[Exercise data — start]

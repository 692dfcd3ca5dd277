//! Parser configuration.
//!
//! A [`ParserConfig`] bundles everything a mining job needs besides the file
//! itself: the log format, masking rules, tokenization delimiters and the
//! per-algorithm knobs. Configs round-trip through TOML; the builtin presets
//! live in [`presets`].

mod presets;
pub use presets::{preset, preset_names};

use std::path::Path;

use serde::{Deserialize, Serialize};

use log_lines::{MaskRule, MaskSet, Tokenizer};

use crate::errors::*;

const fn yes() -> bool {
    true
}

#[derive(Debug, Clone, Serialize, Deserialize)]
#[serde(deny_unknown_fields)]
pub struct ParserConfig {
    /// Display name of the config, i.e. the preset name.
    pub name: String,
    /// Header format spec, i.e. `<Date> <Time> <Level>: <Content>`.
    pub log_format: String,
    /// Format-specific masking rules, applied before the builtin set.
    #[serde(default)]
    pub masking: Vec<MaskRule>,
    /// Literal strings that force token boundaries.
    #[serde(default)]
    pub delimiters: Vec<String>,
    /// Whether the builtin masking rules are appended. On unless a config
    /// explicitly opts out.
    #[serde(default = "yes")]
    pub use_builtin_masking: bool,
    #[serde(default)]
    pub drain: DrainConfig,
    #[serde(default)]
    pub jaccard_drain: DrainConfig,
    #[serde(default)]
    pub spell: SpellConfig,
    #[serde(default)]
    pub ael: AelConfig,
    #[serde(default)]
    pub brain: BrainConfig,
}

impl ParserConfig {
    /// A config with default algorithm parameters and builtin masking only.
    pub fn bare(name: impl Into<String>, log_format: impl Into<String>) -> Self {
        Self {
            name: name.into(),
            log_format: log_format.into(),
            masking: Vec::new(),
            delimiters: Vec::new(),
            use_builtin_masking: true,
            drain: DrainConfig::default(),
            jaccard_drain: DrainConfig::default(),
            spell: SpellConfig::default(),
            ael: AelConfig::default(),
            brain: BrainConfig::default(),
        }
    }

    pub fn load(path: &Path) -> Result<Self> {
        let raw = fs_err::read_to_string(path)?;
        Ok(toml::from_str(&raw)?)
    }

    pub fn to_toml(&self) -> Result<String> {
        toml::to_string_pretty(self)
            .map_err(|e| Error::BadConfig(format!("config does not serialize: {e}")))
    }

    /// The composed masking rule chain for this config.
    pub fn mask_set(&self) -> MaskSet {
        MaskSet::compose(self.masking.clone(), self.use_builtin_masking)
    }

    pub fn tokenizer(&self) -> Tokenizer {
        Tokenizer::new(self.delimiters.clone())
    }
}

#[derive(Debug, Clone, Copy, Serialize, Deserialize)]
#[serde(deny_unknown_fields)]
pub struct DrainConfig {
    /// Absolute prefix-tree depth including the routing level. At least 3.
    #[serde(default = "default_depth")]
    pub depth: usize,
    /// Similarity threshold within `[0, 1]` for the leaf match.
    #[serde(default = "default_drain_sim_thr")]
    pub sim_thr: f64,
    /// Branching bound per internal node; the `<*>` child is the overflow.
    #[serde(default = "default_max_children")]
    pub max_children: usize,
}

const fn default_depth() -> usize {
    4
}

fn default_drain_sim_thr() -> f64 {
    0.4
}

const fn default_max_children() -> usize {
    100
}

impl Default for DrainConfig {
    fn default() -> Self {
        Self {
            depth: default_depth(),
            sim_thr: default_drain_sim_thr(),
            max_children: default_max_children(),
        }
    }
}

impl DrainConfig {
    pub(crate) fn validate(&self) -> Result<()> {
        if self.depth < 3 {
            return Err(Error::BadConfig(format!(
                "drain depth must be at least 3, got {}",
                self.depth
            )));
        }
        if !(0.0..=1.0).contains(&self.sim_thr) {
            return Err(Error::BadConfig(format!(
                "drain sim_thr must be within [0, 1], got {}",
                self.sim_thr
            )));
        }
        Ok(())
    }
}

#[derive(Debug, Clone, Copy, Serialize, Deserialize)]
#[serde(deny_unknown_fields)]
pub struct SpellConfig {
    /// Fraction of the line length the LCS must cover to accept a merge.
    #[serde(default = "default_spell_sim_thr")]
    pub sim_thr: f64,
}

fn default_spell_sim_thr() -> f64 {
    0.5
}

impl Default for SpellConfig {
    fn default() -> Self {
        Self {
            sim_thr: default_spell_sim_thr(),
        }
    }
}

impl SpellConfig {
    pub(crate) fn validate(&self) -> Result<()> {
        if !(0.0..=1.0).contains(&self.sim_thr) {
            return Err(Error::BadConfig(format!(
                "spell sim_thr must be within [0, 1], got {}",
                self.sim_thr
            )));
        }
        Ok(())
    }
}

#[derive(Debug, Clone, Copy, Serialize, Deserialize)]
#[serde(deny_unknown_fields)]
pub struct AelConfig {
    /// Bin size above which the merge pass runs.
    #[serde(default = "default_log_cluster_thr")]
    pub log_cluster_thr: usize,
    /// Maximum per-token disagreement ratio to merge, a fraction in `(0, 1]`.
    #[serde(default = "default_merge_thr")]
    pub merge_thr: f64,
}

const fn default_log_cluster_thr() -> usize {
    2
}

fn default_merge_thr() -> f64 {
    0.5
}

impl Default for AelConfig {
    fn default() -> Self {
        Self {
            log_cluster_thr: default_log_cluster_thr(),
            merge_thr: default_merge_thr(),
        }
    }
}

impl AelConfig {
    pub(crate) fn validate(&self) -> Result<()> {
        if !(self.merge_thr > 0.0 && self.merge_thr <= 1.0) {
            return Err(Error::BadConfig(format!(
                "ael merge_thr must be within (0, 1], got {}",
                self.merge_thr
            )));
        }
        Ok(())
    }
}

#[derive(Debug, Clone, Copy, Serialize, Deserialize)]
#[serde(deny_unknown_fields)]
pub struct BrainConfig {
    /// Distinct tokens a child column needs before it reads as variable.
    #[serde(default = "default_var_thr")]
    pub var_thr: usize,
}

const fn default_var_thr() -> usize {
    4
}

impl Default for BrainConfig {
    fn default() -> Self {
        Self {
            var_thr: default_var_thr(),
        }
    }
}
//! A column-oriented per-file frame of accepted log lines.
//!
//! One column per captured header field plus, after the preprocessing steps
//! ran, the token sequence per line. Row ordinals are implicit: row `i`
//! carries `LineId == i + 1`.

use indexmap::IndexMap;

use crate::format::CONTENT_FIELD;
use crate::masking::MaskSet;
use crate::tokenize::Tokenizer;

#[derive(Debug, Clone)]
pub struct LogFrame {
    columns: IndexMap<String, Vec<String>>,
    tokens: Vec<Vec<String>>,
}

impl LogFrame {
    pub fn new(headers: &[String]) -> Self {
        let columns = headers
            .iter()
            .map(|header| (header.clone(), Vec::new()))
            .collect();
        Self {
            columns,
            tokens: Vec::new(),
        }
    }

    /// Append one accepted line, `fields` aligned with the header order.
    pub fn push_row(&mut self, fields: Vec<&str>) {
        debug_assert_eq!(fields.len(), self.columns.len());
        for (column, field) in self.columns.values_mut().zip(fields) {
            column.push(field.to_owned());
        }
    }

    pub fn len(&self) -> usize {
        self.columns
            .first()
            .map(|(_, column)| column.len())
            .unwrap_or_default()
    }

    pub fn is_empty(&self) -> bool {
        self.len() == 0
    }

    pub fn headers(&self) -> impl Iterator<Item = &str> {
        self.columns.keys().map(String::as_str)
    }

    pub fn column(&self, header: &str) -> Option<&[String]> {
        self.columns.get(header).map(Vec::as_slice)
    }

    /// The `Content` column. Masked in place once [`Self::mask`] ran.
    pub fn content(&self) -> &[String] {
        self.column(CONTENT_FIELD)
            .expect("LogFrame is built from a format that captures <Content>")
    }

    /// Token sequences per line, empty until [`Self::tokenize`] ran.
    pub fn tokens(&self) -> &[Vec<String>] {
        &self.tokens
    }

    /// Rewrite the `Content` column through the masking rules.
    pub fn mask(&mut self, masks: &MaskSet) {
        if masks.is_empty() {
            return;
        }
        let content = self
            .columns
            .get_mut(CONTENT_FIELD)
            .expect("LogFrame is built from a format that captures <Content>");
        for line in content.iter_mut() {
            let masked = masks.apply(line);
            if *line != masked {
                *line = masked;
            }
        }
    }

    /// Split the (masked) `Content` column into per-line token sequences.
    pub fn tokenize(&mut self, tokenizer: &Tokenizer) {
        self.tokens = self
            .content()
            .iter()
            .map(|line| tokenizer.tokenize(line))
            .collect();
    }

    /// Hand the header columns over to output materialization.
    pub fn into_columns(self) -> IndexMap<String, Vec<String>> {
        self.columns
    }
}
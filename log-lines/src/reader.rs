//! Streams a log file line by line into a [`LogFrame`].

use std::io::{BufRead, BufReader};
use std::path::Path;

use log::{debug, warn};

use crate::errors::*;
use crate::format::LogFormat;
use crate::frame::LogFrame;

/// Read `path` and split every line into header fields.
///
/// Lines that do not match the format are dropped with a warning and do not
/// consume a line id. The `should_stop` predicate is consulted once per line;
/// when it returns `true` reading fails with [`Error::Cancelled`].
pub fn read_log(
    path: &Path,
    format: &LogFormat,
    should_stop: &(dyn Fn() -> bool + Sync),
) -> Result<LogFrame> {
    let file = fs_err::File::open(path)?;
    let mut frame = LogFrame::new(format.headers());

    for line in BufReader::new(file).lines() {
        if should_stop() {
            return Err(Error::Cancelled);
        }
        let line = line?;
        let line = line.trim();
        match format.capture(line) {
            Some(fields) => frame.push_row(fields),
            None => warn!("Skipping line that does not match the log format: {line:?}"),
        }
    }

    debug!("Accepted {} lines from {}", frame.len(), path.display());
    Ok(frame)
}
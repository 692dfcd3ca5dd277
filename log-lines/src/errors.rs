//! Errors of the line-parsing front end.

pub type Result<T> = std::result::Result<T, Error>;

#[derive(thiserror::Error, Debug)]
pub enum Error {
    #[error(transparent)]
    Io(#[from] std::io::Error),

    #[error("Failed to compile log format {spec:?}: {reason}")]
    BadFormatSpec { spec: String, reason: String },

    #[error("Failed to compile masking rule {pattern:?}")]
    BadMaskRule {
        pattern: String,
        #[source]
        source: Box<fancy_regex::Error>,
    },

    #[error("Parsing was cancelled")]
    Cancelled,
}
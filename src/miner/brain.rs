//! Brain
//!
//! Batch mining over length groups. Tokens are annotated with their column
//! frequency; the most plausible constant part of every line (the root
//! tuple) groups lines, then columns more frequent than the root split
//! upward and rarer columns split downward into wildcards.
//!
//! Tokens are interned to integer ids per length group so the frequency
//! matrix stays compact on large files.

use std::collections::{HashMap, HashSet};

use indexmap::IndexMap;
use itertools::Itertools;

use log_lines::WILDCARD;

use crate::config::BrainConfig;
use crate::errors::*;

use super::Ticker;

struct Interner {
    ids: HashMap<String, u32>,
    tokens: Vec<String>,
}

impl Interner {
    fn new() -> Self {
        Self {
            ids: HashMap::new(),
            tokens: Vec::new(),
        }
    }

    fn intern(&mut self, token: &str) -> u32 {
        if let Some(&id) = self.ids.get(token) {
            return id;
        }
        let id = self.tokens.len() as u32;
        self.ids.insert(token.to_owned(), id);
        self.tokens.push(token.to_owned());
        id
    }

    fn resolve(&self, id: u32) -> &str {
        &self.tokens[id as usize]
    }
}

struct ColumnStat {
    distinct: usize,
    max_freq: usize,
}

pub(crate) struct Brain {
    var_thr: usize,
}

impl Brain {
    pub(crate) fn new(config: &BrainConfig) -> Result<Self> {
        Ok(Self {
            var_thr: config.var_thr,
        })
    }

    pub(crate) fn assign(&self, rows: &[Vec<String>], ticker: &mut Ticker) -> Result<Vec<String>> {
        let mut length_groups: IndexMap<usize, Vec<usize>> = IndexMap::new();
        for (row, tokens) in rows.iter().enumerate() {
            ticker.poll()?;
            length_groups.entry(tokens.len()).or_default().push(row);
        }
        ticker.phase(30)?;

        let mut templates = vec![String::new(); rows.len()];
        for (&length, members) in &length_groups {
            ticker.poll()?;
            if length == 0 {
                // empty lines keep the empty template
                continue;
            }
            self.mine_group(rows, length, members, &mut templates);
        }
        ticker.phase(90)?;
        Ok(templates)
    }

    fn mine_group(
        &self,
        rows: &[Vec<String>],
        length: usize,
        members: &[usize],
        templates: &mut [String],
    ) {
        let mut interner = Interner::new();
        let encoded: Vec<Vec<u32>> = members
            .iter()
            .map(|&row| rows[row].iter().map(|token| interner.intern(token)).collect())
            .collect();

        // column frequencies across the whole length group
        let mut freqs: Vec<HashMap<u32, usize>> = vec![HashMap::new(); length];
        for line in &encoded {
            for (column, &token) in line.iter().enumerate() {
                *freqs[column].entry(token).or_insert(0) += 1;
            }
        }

        // root tuple per line: sort the line's (freq, count) pairs by count
        // descending (frequency breaks ties), take the first entry whose
        // frequency still reaches half of the line's top frequency
        let mut root_groups: IndexMap<(usize, usize), Vec<usize>> = IndexMap::new();
        for (idx, line) in encoded.iter().enumerate() {
            let line_freqs: Vec<usize> = line
                .iter()
                .enumerate()
                .map(|(column, token)| freqs[column][token])
                .collect();
            let max_freq = *line_freqs
                .iter()
                .max()
                .expect("length groups hold non-empty lines");
            let mut entries: Vec<(usize, usize)> =
                line_freqs.iter().copied().counts().into_iter().collect();
            entries.sort_by(|a, b| b.1.cmp(&a.1).then(b.0.cmp(&a.0)));
            let root = entries
                .into_iter()
                .find(|(freq, _)| freq * 2 >= max_freq)
                .expect("the top frequency always qualifies");
            root_groups.entry(root).or_default().push(idx);
        }

        for ((root_freq, _), group) in root_groups {
            let stats: Vec<ColumnStat> = (0..length)
                .map(|column| {
                    let mut distinct = HashSet::new();
                    let mut max_freq = 0;
                    for &idx in &group {
                        let token = encoded[idx][column];
                        distinct.insert(token);
                        max_freq = max_freq.max(freqs[column][&token]);
                    }
                    ColumnStat {
                        distinct: distinct.len(),
                        max_freq,
                    }
                })
                .collect();

            let mut wild: HashSet<usize> = HashSet::new();

            // up split: parent columns that still disagree are variable
            for (column, stat) in stats.iter().enumerate() {
                if stat.max_freq > root_freq && stat.distinct > 1 {
                    wild.insert(column);
                }
            }

            // down split: child columns, least diverse first
            let mut children: Vec<(usize, usize)> = stats
                .iter()
                .enumerate()
                .filter(|(_, stat)| stat.max_freq < root_freq)
                .map(|(column, stat)| (stat.distinct, column))
                .collect();
            children.sort_unstable();
            for (distinct, column) in children {
                if distinct >= self.var_thr {
                    wild.insert(column);
                }
            }

            for &idx in &group {
                let template = encoded[idx]
                    .iter()
                    .enumerate()
                    .map(|(column, &token)| {
                        if wild.contains(&column) {
                            WILDCARD
                        } else {
                            interner.resolve(token)
                        }
                    })
                    .collect::<Vec<_>>()
                    .join(" ");
                templates[members[idx]] = template;
            }
        }
    }
}
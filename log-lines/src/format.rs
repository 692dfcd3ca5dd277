//! Compile a log format spec such as `<Date> <Time> <Level>: <Content>` into
//! an anchored capturing pattern and split raw lines into named header fields.
//!
//! Literal segments of the spec may embed regex fragments (i.e. `\[<PID>\]`),
//! so they are passed through verbatim apart from collapsing runs of spaces
//! to `\s+`.

use lazy_static::lazy_static;
use regex::Regex;

use crate::errors::*;

/// Name of the payload field every format must capture.
pub const CONTENT_FIELD: &str = "Content";

lazy_static! {
    static ref PLACEHOLDER: Regex = Regex::new("<[^<>]+>").expect("PLACEHOLDER regex is valid");
    static ref SPACE_RUN: Regex = Regex::new(" +").expect("SPACE_RUN regex is valid");
}

/// A compiled log format: the ordered header names and the anchored pattern
/// that captures one field per header.
#[derive(Debug, Clone)]
pub struct LogFormat {
    spec: String,
    headers: Vec<String>,
    pattern: Regex,
}

impl LogFormat {
    /// Compile a `<Name>` placeholder spec into a capturing pattern.
    ///
    /// Fails with [`Error::BadFormatSpec`] when the spec yields an invalid
    /// regex, repeats a header name, or misses the `<Content>` field.
    pub fn compile(spec: &str) -> Result<Self> {
        let bad = |reason: String| Error::BadFormatSpec {
            spec: spec.to_owned(),
            reason,
        };

        let mut headers = Vec::new();
        let mut pattern = String::with_capacity(spec.len() + 16);
        pattern.push('^');

        let mut cursor = 0_usize;
        for placeholder in PLACEHOLDER.find_iter(spec) {
            let literal = &spec[cursor..placeholder.start()];
            pattern.push_str(&SPACE_RUN.replace_all(literal, r"\s+"));

            let header = placeholder
                .as_str()
                .trim_start_matches('<')
                .trim_end_matches('>');
            if headers.iter().any(|known| known == header) {
                return Err(bad(format!("duplicate field <{header}>")));
            }
            pattern.push_str(&format!("(?P<{header}>.*?)"));
            headers.push(header.to_owned());
            cursor = placeholder.end();
        }
        pattern.push_str(&SPACE_RUN.replace_all(&spec[cursor..], r"\s+"));
        pattern.push('$');

        if !headers.iter().any(|header| header == CONTENT_FIELD) {
            return Err(bad(format!("missing the <{CONTENT_FIELD}> field")));
        }

        let pattern = Regex::new(&pattern).map_err(|e| bad(e.to_string()))?;
        Ok(Self {
            spec: spec.to_owned(),
            headers,
            pattern,
        })
    }

    /// The original format spec.
    pub fn spec(&self) -> &str {
        &self.spec
    }

    /// Header names in capture order.
    pub fn headers(&self) -> &[String] {
        &self.headers
    }

    /// Split a line into its header fields, aligned with [`Self::headers`].
    ///
    /// `None` when the line does not match the format.
    pub fn capture<'l>(&self, line: &'l str) -> Option<Vec<&'l str>> {
        let captures = self.pattern.captures(line)?;
        Some(
            self.headers
                .iter()
                .map(|header| {
                    captures
                        .name(header)
                        .map(|m| m.as_str())
                        .unwrap_or_default()
                })
                .collect(),
        )
    }
}

#[cfg(test)]
mod tests {
    use super::*;
    use assert_matches::assert_matches;

    #[test]
    fn compiles_simple_format() {
        let format = LogFormat::compile("<Date> <Time> <Level>: <Content>").unwrap();
        assert_eq!(format.headers(), &["Date", "Time", "Level", "Content"]);

        let fields = format
            .capture("081109 203615 INFO: Received block blk_35871")
            .unwrap();
        assert_eq!(
            fields,
            vec!["081109", "203615", "INFO", "Received block blk_35871"]
        );
    }

    #[test]
    fn collapses_space_runs() {
        let format = LogFormat::compile("<Level>    <Content>").unwrap();
        // A single spec space must still match multiple input spaces.
        let fields = format.capture("WARN  disk almost full").unwrap();
        assert_eq!(fields, vec!["WARN", "disk almost full"]);
    }

    #[test]
    fn literal_regex_fragments_survive() {
        let format = LogFormat::compile(r"<Component>\[<PID>\]: <Content>").unwrap();
        let fields = format.capture("sshd[4902]: session opened").unwrap();
        assert_eq!(fields, vec!["sshd", "4902", "session opened"]);
    }

    #[test]
    fn optional_groups_may_be_absent() {
        let format = LogFormat::compile(r"<Component>(\[<PID>\])?: <Content>").unwrap();
        let fields = format.capture("kernel: panic imminent").unwrap();
        assert_eq!(fields, vec!["kernel", "", "panic imminent"]);
    }

    #[test]
    fn rejects_format_without_content() {
        assert_matches!(
            LogFormat::compile("<Date> <Time>"),
            Err(Error::BadFormatSpec { .. })
        );
    }

    #[test]
    fn rejects_duplicate_fields() {
        assert_matches!(
            LogFormat::compile("<Content> <Content>"),
            Err(Error::BadFormatSpec { .. })
        );
    }

    #[test]
    fn no_match_yields_none() {
        let format = LogFormat::compile("<Level>: <Content>").unwrap();
        assert_eq!(format.capture("no separator here"), None);
    }
}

[Exercise data — finish]

What is being asked
What is needed is an exact copy of the entries above, from the first line through the line holding "mod presets;", with both of those lines kept; please give nothing else.

Task solution
repository 692dfcd3ca5dd277
//! Parser configuration.
//!
//! A [`ParserConfig`] bundles everything a mining job needs besides the file
//! itself: the log format, masking rules, tokenization delimiters and the
//! per-algorithm knobs. Configs round-trip through TOML; the builtin presets
//! live in [`presets`].

mod presets;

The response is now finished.